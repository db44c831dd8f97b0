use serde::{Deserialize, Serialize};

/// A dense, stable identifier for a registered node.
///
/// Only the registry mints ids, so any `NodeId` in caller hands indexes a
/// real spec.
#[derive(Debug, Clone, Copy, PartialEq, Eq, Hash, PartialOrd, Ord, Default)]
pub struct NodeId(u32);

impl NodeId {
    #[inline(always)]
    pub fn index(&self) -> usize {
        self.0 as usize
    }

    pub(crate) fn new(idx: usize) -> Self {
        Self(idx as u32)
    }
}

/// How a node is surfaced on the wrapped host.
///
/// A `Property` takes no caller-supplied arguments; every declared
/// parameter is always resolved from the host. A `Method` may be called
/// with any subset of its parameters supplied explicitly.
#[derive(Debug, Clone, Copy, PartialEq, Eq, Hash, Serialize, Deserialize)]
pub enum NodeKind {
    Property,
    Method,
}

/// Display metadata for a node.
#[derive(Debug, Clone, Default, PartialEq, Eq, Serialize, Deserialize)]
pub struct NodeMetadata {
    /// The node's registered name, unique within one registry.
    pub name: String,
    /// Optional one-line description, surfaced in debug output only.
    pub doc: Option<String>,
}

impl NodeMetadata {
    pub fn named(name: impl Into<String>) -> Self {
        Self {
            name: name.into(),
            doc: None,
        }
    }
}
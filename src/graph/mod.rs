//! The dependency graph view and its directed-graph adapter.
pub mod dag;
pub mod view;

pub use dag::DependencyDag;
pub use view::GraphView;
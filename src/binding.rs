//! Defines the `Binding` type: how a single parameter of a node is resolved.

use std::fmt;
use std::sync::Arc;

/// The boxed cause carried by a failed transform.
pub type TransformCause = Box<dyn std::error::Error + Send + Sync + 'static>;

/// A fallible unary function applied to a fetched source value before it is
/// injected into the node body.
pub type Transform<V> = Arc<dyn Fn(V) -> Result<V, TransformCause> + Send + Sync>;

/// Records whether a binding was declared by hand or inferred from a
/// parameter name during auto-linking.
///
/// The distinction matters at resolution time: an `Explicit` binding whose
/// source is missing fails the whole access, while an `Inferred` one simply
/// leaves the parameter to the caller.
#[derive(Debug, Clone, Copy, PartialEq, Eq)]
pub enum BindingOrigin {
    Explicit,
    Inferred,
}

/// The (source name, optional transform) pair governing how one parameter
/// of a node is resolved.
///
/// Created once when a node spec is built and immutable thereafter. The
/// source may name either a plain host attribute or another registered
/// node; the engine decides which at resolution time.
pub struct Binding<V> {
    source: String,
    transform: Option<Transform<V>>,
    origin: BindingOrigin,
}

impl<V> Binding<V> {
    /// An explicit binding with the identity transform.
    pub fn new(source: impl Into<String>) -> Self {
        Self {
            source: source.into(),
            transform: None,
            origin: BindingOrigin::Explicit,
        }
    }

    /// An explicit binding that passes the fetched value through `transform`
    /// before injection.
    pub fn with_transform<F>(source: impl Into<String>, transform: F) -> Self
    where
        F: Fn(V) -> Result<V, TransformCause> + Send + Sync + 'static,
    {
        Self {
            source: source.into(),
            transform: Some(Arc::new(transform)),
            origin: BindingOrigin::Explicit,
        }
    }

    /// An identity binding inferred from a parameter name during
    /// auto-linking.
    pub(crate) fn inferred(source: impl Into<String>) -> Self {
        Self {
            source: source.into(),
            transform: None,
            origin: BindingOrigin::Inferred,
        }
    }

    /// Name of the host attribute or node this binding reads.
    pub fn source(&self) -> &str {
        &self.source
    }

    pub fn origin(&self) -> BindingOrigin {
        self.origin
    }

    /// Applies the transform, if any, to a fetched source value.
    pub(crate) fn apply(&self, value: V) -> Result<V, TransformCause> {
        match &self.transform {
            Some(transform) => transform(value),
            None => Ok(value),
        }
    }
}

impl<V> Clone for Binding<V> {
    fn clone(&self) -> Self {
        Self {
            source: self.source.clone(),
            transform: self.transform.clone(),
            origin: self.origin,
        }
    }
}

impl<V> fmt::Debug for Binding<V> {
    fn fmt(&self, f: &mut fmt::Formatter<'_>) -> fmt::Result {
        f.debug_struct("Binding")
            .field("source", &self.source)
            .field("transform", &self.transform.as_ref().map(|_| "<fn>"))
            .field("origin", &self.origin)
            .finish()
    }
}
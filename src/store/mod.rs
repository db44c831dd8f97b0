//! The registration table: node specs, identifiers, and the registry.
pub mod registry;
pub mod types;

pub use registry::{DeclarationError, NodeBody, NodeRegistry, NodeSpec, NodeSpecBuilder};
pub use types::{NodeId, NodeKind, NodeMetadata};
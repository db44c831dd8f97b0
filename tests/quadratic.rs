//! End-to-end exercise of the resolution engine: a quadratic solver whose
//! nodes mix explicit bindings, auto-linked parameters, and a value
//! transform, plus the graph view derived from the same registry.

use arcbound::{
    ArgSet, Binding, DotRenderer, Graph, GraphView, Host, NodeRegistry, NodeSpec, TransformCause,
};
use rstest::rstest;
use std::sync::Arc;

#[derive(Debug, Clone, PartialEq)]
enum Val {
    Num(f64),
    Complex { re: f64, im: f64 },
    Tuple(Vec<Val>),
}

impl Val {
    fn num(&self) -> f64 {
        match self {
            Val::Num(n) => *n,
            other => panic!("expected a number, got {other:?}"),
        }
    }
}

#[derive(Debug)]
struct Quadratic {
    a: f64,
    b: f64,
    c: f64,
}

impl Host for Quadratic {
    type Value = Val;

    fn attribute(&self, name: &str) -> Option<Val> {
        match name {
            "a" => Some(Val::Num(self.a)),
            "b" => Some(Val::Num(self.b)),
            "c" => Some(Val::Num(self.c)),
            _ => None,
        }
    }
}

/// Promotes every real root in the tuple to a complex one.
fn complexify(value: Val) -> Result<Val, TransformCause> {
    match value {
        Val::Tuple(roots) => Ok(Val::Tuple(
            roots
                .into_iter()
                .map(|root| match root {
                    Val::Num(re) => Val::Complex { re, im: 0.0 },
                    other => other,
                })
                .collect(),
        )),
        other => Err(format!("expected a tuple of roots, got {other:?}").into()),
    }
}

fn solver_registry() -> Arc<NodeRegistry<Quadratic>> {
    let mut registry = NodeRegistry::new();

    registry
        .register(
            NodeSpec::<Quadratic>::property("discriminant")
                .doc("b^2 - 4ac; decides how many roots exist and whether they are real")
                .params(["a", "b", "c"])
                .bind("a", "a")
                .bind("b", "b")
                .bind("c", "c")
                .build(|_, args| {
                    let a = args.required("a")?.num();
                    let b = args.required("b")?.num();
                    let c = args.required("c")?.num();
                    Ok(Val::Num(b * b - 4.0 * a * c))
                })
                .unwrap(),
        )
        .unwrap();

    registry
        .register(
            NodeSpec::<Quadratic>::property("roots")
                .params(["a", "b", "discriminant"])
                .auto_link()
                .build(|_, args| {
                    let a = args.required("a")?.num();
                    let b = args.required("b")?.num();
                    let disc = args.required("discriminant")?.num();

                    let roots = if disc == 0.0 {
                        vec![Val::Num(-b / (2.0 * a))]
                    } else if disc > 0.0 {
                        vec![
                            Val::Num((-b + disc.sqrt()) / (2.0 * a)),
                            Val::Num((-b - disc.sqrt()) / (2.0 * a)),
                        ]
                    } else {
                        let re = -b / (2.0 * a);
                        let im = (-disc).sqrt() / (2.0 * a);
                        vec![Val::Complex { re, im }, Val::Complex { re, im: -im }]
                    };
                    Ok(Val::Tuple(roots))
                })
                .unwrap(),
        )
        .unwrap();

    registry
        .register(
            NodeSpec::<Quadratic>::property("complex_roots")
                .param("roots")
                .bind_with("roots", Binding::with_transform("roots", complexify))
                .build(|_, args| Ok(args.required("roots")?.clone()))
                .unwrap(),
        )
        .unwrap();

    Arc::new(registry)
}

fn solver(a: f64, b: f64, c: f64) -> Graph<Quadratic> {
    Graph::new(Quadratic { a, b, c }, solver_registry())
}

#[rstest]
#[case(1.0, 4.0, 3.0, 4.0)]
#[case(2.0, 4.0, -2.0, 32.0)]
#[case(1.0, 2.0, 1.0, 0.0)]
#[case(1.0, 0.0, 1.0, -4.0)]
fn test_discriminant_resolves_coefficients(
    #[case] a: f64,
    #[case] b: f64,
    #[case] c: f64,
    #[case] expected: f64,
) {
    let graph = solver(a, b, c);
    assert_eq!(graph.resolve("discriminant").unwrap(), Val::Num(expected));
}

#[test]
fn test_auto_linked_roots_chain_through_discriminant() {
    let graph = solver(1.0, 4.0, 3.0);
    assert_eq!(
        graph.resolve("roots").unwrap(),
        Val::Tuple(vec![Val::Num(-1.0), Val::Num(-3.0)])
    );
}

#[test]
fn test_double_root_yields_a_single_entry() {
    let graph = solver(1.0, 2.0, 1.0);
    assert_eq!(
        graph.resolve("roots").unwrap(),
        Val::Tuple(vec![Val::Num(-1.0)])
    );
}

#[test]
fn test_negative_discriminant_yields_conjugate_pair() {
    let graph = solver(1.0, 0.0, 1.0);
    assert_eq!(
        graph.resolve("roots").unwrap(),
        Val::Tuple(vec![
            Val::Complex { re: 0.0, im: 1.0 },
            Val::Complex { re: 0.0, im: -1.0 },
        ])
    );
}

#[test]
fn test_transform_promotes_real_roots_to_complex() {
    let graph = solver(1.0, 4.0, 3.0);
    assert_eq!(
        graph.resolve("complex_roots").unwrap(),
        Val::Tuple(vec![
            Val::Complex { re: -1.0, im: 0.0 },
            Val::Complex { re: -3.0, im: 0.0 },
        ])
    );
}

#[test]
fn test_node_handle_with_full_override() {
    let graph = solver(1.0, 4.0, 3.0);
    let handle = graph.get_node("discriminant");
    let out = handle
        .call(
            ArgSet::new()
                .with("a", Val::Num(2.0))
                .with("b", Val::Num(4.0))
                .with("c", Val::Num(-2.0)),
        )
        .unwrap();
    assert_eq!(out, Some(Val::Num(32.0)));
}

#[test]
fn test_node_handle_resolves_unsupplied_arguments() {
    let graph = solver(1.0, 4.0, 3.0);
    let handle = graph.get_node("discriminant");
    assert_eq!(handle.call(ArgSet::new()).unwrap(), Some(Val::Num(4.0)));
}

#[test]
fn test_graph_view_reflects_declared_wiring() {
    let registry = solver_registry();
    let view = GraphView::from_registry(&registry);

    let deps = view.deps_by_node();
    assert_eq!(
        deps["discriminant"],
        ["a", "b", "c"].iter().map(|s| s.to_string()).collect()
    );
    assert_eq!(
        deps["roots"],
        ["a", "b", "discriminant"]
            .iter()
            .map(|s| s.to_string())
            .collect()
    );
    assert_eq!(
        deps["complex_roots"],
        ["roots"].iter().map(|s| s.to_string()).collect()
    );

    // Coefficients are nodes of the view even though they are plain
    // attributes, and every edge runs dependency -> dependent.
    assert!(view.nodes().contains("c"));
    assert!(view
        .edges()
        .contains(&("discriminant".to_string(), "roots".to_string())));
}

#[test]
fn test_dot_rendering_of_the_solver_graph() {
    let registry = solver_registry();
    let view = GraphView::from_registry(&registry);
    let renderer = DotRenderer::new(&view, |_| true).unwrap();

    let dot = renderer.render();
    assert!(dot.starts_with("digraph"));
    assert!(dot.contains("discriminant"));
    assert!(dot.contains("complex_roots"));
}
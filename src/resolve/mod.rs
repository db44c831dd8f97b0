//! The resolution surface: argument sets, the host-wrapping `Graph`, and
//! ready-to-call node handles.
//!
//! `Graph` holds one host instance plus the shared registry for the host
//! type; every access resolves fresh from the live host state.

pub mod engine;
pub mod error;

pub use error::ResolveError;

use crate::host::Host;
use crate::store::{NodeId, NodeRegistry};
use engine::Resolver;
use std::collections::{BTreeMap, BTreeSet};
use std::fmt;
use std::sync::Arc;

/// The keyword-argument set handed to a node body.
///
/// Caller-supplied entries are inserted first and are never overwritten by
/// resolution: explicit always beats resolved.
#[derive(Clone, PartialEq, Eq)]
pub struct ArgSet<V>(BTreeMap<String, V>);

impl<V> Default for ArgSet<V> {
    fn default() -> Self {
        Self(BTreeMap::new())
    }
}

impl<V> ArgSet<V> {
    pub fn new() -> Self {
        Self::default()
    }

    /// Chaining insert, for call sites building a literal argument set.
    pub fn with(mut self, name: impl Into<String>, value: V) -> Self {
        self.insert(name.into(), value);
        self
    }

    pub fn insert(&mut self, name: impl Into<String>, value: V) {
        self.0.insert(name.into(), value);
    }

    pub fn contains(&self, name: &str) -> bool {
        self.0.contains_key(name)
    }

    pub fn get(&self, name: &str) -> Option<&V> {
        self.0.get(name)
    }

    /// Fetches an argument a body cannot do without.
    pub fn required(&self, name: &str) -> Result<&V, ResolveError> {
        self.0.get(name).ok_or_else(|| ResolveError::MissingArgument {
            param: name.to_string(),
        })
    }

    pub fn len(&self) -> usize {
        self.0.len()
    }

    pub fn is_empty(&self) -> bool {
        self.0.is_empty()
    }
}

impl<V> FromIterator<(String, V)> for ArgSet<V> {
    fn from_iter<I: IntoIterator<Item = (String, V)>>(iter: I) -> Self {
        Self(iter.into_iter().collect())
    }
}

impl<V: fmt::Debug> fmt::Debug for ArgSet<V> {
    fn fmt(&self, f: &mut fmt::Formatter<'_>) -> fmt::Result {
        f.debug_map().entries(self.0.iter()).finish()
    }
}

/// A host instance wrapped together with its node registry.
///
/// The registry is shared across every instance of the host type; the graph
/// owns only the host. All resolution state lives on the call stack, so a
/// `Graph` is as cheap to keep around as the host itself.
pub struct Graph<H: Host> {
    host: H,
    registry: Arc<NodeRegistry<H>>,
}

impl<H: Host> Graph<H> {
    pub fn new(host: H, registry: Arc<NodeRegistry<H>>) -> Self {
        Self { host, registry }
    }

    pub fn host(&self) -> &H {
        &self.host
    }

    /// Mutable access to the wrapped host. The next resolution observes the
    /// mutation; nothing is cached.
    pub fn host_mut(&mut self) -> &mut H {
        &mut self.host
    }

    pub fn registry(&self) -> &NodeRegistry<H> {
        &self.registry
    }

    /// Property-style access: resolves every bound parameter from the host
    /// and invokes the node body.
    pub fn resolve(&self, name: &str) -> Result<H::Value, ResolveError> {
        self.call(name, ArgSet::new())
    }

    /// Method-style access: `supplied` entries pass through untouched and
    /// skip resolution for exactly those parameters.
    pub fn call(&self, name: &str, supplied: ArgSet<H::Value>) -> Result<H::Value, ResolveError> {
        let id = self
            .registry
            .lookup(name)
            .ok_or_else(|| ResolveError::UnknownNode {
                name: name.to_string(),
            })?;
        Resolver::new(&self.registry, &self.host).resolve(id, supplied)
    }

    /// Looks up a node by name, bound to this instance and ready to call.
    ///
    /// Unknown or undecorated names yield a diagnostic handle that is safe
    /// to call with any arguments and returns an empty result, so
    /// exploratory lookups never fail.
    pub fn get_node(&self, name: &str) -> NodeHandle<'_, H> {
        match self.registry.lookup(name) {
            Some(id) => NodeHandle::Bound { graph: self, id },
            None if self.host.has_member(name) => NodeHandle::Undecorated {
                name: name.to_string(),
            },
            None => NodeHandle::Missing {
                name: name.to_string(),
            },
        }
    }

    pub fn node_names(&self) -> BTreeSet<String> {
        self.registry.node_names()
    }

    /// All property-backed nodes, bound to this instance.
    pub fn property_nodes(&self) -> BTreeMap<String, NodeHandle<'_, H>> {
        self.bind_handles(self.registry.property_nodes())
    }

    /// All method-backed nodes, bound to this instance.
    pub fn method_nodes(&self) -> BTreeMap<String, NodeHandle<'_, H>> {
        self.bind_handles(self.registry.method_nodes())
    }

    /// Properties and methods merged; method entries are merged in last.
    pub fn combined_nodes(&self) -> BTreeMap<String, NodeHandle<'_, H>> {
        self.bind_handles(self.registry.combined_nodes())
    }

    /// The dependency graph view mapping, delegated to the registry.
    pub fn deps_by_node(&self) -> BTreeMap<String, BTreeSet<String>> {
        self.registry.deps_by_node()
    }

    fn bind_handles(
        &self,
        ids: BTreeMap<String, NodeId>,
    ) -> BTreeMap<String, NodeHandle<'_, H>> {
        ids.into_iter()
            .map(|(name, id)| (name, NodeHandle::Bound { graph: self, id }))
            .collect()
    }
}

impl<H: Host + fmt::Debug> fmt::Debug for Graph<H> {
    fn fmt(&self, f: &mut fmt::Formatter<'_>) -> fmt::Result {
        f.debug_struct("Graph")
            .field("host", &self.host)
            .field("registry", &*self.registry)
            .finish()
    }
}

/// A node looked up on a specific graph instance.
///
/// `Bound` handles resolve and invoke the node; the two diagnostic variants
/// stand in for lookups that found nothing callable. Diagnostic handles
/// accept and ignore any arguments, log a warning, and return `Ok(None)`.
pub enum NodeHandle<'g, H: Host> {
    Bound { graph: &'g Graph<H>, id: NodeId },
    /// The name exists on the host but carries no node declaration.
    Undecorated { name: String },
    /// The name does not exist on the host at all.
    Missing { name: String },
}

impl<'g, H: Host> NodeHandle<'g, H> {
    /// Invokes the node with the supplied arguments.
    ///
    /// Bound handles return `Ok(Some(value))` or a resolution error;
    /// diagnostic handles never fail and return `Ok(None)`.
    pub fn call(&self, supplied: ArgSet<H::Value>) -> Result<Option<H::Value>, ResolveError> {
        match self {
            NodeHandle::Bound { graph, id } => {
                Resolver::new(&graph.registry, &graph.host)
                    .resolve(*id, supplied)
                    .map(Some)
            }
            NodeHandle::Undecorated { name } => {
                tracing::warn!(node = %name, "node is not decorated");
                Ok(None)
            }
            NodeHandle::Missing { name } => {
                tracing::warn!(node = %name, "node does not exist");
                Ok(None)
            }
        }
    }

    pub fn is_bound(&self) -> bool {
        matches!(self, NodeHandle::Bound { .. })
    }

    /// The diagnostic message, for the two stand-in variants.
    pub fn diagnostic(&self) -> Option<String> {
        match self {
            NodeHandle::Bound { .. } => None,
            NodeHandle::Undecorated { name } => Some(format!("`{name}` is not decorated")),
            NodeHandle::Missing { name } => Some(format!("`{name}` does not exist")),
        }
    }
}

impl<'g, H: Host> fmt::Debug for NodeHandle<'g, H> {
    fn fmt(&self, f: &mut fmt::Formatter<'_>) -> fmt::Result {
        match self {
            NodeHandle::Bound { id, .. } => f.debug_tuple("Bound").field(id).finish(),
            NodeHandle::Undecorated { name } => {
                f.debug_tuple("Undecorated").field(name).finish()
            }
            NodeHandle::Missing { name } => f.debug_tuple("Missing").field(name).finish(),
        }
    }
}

##############################

● Work instruction
Using the listing above, pull out all lines that hold the word "state".

● Result of this exercise
//! type; every access resolves fresh from the live host state.
/// owns only the host. All resolution state lives on the call stack, so a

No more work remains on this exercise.